**What to do**
How do the lines below between the ones holding "entity persistence operations" and "- Creation failed", inclusive, read? Give them again exactly, with no other lines.

**Material provided**
·····
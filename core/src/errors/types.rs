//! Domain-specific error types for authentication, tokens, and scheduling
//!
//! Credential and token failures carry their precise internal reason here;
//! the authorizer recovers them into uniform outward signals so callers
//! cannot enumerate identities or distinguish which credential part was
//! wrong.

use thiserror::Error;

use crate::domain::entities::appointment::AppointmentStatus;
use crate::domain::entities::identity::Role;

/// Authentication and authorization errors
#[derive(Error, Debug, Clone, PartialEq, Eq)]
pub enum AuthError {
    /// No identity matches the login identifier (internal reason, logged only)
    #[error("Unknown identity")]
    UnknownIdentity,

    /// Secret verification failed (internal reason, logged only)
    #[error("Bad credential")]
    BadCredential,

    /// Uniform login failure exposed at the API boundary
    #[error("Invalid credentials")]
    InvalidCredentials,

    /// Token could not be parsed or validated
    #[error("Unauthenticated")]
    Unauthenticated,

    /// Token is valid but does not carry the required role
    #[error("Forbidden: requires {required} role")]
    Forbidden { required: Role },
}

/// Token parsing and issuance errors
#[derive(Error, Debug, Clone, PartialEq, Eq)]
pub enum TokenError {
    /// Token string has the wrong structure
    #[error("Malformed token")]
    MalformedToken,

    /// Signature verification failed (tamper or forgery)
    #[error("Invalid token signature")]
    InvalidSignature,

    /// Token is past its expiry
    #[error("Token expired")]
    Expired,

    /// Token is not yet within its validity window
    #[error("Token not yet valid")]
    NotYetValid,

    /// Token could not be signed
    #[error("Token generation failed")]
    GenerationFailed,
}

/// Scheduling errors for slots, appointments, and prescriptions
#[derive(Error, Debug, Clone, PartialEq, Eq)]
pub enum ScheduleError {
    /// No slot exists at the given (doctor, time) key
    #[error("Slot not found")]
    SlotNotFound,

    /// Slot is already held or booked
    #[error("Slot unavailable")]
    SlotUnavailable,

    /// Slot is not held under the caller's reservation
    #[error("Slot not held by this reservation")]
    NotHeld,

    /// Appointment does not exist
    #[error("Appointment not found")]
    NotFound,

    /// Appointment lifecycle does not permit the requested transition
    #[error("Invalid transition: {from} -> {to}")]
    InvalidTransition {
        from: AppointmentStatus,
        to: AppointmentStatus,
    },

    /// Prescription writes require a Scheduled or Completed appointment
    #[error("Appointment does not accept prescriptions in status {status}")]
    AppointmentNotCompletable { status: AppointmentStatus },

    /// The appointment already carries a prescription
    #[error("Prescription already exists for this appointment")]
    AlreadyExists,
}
·····
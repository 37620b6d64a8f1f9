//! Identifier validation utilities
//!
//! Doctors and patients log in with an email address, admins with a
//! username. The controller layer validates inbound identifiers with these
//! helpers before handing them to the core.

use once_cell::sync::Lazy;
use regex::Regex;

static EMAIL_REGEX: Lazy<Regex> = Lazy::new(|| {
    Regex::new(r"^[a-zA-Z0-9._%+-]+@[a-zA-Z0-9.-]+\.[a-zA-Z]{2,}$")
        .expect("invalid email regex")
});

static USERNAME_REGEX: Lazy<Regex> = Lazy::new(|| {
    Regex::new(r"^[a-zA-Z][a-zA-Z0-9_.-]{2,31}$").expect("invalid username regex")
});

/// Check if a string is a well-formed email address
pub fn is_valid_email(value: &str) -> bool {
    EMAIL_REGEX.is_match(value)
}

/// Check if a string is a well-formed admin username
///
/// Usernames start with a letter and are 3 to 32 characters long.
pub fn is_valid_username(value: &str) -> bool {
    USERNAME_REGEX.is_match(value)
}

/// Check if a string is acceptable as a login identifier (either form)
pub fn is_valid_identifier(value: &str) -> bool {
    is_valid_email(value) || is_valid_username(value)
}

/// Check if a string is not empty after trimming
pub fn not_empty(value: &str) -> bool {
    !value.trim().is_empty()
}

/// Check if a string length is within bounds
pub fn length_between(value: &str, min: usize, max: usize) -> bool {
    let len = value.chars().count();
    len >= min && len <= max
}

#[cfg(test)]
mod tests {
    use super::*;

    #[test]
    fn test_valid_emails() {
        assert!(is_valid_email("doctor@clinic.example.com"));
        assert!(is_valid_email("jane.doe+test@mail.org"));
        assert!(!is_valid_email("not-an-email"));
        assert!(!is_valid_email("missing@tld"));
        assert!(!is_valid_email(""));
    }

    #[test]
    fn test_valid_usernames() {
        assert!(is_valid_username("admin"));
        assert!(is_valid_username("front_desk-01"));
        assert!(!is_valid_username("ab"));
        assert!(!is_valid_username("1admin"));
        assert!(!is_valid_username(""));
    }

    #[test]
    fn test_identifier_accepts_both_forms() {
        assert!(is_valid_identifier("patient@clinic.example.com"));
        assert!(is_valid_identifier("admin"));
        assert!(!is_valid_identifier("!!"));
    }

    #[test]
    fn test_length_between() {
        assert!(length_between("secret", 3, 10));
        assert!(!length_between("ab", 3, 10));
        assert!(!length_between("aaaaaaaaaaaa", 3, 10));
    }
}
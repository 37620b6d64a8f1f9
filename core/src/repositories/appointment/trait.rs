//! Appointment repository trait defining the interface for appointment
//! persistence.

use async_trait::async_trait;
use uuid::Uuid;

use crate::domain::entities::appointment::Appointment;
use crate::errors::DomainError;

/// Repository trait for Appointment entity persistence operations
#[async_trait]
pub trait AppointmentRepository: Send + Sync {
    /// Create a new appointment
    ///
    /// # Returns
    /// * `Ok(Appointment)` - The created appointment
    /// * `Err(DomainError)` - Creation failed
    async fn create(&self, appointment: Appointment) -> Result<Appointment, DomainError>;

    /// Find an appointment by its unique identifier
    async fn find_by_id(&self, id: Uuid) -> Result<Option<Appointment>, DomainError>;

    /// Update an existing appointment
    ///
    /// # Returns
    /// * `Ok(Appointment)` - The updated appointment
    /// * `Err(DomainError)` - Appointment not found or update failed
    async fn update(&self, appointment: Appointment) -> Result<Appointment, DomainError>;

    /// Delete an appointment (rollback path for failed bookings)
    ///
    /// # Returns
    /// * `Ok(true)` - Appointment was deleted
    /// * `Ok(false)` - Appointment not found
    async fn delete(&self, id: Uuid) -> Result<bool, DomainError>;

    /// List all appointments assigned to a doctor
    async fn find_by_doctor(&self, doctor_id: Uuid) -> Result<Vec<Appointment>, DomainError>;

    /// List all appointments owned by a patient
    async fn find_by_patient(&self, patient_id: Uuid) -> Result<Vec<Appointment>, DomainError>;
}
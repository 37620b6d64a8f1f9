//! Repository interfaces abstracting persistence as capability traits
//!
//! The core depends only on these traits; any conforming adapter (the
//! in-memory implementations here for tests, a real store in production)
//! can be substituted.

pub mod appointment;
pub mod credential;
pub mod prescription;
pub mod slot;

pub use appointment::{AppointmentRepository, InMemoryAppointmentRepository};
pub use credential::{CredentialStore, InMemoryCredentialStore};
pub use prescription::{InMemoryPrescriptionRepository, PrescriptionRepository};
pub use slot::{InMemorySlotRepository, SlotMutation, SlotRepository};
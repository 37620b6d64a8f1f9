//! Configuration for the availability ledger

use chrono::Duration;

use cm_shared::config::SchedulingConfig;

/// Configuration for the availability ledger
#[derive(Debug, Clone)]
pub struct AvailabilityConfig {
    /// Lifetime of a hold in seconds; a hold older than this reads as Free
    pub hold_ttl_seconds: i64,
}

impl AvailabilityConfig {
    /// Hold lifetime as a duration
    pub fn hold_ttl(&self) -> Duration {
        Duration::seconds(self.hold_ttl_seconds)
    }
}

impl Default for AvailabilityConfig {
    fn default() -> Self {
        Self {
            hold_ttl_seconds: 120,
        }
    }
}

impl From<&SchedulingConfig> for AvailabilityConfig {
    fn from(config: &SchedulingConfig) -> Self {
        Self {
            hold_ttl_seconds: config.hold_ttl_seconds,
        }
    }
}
·····
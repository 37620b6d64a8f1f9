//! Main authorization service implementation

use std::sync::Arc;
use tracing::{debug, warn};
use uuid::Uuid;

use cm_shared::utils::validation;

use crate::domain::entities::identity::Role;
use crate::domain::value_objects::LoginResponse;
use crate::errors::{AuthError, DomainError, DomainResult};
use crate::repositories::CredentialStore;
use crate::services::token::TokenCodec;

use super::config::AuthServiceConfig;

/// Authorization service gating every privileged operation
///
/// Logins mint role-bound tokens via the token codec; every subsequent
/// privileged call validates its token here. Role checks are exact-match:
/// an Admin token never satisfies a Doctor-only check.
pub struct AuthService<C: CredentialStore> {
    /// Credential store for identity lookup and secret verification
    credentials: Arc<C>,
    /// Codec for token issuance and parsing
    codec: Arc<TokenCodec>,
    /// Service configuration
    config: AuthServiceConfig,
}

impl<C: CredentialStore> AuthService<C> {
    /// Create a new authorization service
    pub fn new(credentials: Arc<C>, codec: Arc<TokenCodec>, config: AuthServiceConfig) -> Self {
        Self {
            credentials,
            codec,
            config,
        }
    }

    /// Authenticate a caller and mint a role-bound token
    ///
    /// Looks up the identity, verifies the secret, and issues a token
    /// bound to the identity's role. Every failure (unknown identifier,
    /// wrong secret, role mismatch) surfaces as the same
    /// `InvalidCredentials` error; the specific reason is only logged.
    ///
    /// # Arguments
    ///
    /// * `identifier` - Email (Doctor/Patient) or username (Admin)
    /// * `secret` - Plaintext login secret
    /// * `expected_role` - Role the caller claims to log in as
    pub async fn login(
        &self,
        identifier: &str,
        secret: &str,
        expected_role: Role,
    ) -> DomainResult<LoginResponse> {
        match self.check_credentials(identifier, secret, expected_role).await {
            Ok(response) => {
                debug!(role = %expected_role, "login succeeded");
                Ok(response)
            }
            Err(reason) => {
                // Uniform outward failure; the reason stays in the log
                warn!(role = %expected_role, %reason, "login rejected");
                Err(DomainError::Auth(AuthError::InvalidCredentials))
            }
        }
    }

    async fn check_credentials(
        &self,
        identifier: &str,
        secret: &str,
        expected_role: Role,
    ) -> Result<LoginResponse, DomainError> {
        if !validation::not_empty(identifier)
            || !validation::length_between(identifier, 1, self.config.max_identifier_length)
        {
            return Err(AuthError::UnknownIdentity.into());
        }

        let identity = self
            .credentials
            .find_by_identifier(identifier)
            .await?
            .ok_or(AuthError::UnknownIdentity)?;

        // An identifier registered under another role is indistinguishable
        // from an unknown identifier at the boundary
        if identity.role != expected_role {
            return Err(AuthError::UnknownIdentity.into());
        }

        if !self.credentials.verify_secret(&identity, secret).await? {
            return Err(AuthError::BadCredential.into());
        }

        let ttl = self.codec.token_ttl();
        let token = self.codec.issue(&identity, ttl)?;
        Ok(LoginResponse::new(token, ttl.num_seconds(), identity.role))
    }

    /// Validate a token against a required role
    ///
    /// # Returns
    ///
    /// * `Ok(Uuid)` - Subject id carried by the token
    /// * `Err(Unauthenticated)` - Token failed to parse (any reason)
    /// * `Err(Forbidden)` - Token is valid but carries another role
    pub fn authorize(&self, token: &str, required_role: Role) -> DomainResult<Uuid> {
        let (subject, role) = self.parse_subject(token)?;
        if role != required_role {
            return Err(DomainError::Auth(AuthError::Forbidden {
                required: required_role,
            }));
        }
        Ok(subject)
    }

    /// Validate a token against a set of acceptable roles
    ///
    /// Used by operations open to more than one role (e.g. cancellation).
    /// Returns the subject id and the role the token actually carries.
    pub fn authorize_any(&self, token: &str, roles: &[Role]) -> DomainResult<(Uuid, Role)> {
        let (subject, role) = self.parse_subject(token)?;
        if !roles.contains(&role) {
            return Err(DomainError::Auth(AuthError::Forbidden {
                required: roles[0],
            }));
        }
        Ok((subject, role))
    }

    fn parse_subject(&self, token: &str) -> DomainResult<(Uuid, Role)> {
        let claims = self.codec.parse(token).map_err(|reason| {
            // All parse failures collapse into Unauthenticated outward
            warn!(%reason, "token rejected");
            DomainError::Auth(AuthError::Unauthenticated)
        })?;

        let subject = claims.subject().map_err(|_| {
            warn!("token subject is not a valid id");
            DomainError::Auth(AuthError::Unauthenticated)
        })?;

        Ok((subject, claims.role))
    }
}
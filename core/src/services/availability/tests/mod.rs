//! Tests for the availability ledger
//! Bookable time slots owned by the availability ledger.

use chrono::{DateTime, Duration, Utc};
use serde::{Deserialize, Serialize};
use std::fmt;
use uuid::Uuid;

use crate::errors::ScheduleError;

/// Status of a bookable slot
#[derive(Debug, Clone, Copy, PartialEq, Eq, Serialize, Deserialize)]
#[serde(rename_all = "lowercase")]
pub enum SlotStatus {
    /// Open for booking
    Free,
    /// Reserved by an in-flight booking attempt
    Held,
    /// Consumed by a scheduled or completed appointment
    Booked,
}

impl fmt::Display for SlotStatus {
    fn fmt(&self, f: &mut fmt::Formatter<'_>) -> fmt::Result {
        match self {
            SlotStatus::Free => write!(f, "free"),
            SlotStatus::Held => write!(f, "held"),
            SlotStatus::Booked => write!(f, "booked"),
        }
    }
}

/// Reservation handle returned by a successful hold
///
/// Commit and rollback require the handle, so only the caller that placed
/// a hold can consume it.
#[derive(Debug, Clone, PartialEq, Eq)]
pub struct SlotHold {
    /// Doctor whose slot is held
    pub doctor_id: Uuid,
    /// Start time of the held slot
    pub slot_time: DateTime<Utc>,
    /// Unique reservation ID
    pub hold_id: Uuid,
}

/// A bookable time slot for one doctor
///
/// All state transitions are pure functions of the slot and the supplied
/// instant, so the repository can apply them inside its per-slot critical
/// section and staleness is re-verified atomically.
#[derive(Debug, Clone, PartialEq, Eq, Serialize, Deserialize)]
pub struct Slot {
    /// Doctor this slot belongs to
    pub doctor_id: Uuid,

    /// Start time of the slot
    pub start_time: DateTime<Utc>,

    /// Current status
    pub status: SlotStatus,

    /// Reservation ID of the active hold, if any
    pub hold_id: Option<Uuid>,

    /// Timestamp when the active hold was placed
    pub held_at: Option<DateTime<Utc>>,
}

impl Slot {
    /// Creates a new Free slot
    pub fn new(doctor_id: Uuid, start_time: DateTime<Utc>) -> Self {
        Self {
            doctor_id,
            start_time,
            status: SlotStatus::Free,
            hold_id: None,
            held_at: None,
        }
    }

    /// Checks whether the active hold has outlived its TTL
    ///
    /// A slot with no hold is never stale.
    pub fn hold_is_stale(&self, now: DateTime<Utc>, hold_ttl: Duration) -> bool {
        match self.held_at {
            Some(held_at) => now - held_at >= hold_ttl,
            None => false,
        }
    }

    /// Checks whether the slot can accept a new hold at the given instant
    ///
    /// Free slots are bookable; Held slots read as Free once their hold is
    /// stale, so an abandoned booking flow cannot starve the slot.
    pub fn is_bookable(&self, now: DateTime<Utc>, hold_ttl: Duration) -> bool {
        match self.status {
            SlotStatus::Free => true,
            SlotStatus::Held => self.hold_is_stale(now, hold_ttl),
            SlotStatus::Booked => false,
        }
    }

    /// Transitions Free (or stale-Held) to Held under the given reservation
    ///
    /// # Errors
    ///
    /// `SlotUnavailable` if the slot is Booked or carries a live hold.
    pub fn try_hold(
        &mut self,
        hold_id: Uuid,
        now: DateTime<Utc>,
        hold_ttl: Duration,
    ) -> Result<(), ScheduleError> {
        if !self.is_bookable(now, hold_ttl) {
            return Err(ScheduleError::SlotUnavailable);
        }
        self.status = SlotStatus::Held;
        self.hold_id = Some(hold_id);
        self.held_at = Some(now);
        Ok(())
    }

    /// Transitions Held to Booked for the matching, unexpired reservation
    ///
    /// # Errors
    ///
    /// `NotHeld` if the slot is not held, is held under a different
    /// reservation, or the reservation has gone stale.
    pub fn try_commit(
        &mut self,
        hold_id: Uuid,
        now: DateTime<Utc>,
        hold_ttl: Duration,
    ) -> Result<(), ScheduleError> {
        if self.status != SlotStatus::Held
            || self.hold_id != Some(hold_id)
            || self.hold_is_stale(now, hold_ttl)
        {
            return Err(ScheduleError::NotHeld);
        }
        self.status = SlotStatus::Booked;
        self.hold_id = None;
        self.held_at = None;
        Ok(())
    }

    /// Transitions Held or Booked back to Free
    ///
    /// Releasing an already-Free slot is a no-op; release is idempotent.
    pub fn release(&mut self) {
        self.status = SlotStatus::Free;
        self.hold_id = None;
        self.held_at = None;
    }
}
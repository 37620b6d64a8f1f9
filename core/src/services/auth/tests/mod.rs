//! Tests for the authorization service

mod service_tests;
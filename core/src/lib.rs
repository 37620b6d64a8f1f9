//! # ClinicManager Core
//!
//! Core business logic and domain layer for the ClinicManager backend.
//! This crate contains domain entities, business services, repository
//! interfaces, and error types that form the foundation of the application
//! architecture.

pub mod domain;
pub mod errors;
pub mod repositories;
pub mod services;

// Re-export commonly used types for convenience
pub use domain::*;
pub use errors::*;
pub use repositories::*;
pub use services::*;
·····
**The answer**
/// Repository trait for Appointment entity persistence operations
#[async_trait]
pub trait AppointmentRepository: Send + Sync {
    /// Create a new appointment
    ///
    /// # Returns
    /// * `Ok(Appointment)` - The created appointment
    /// * `Err(DomainError)` - Creation failed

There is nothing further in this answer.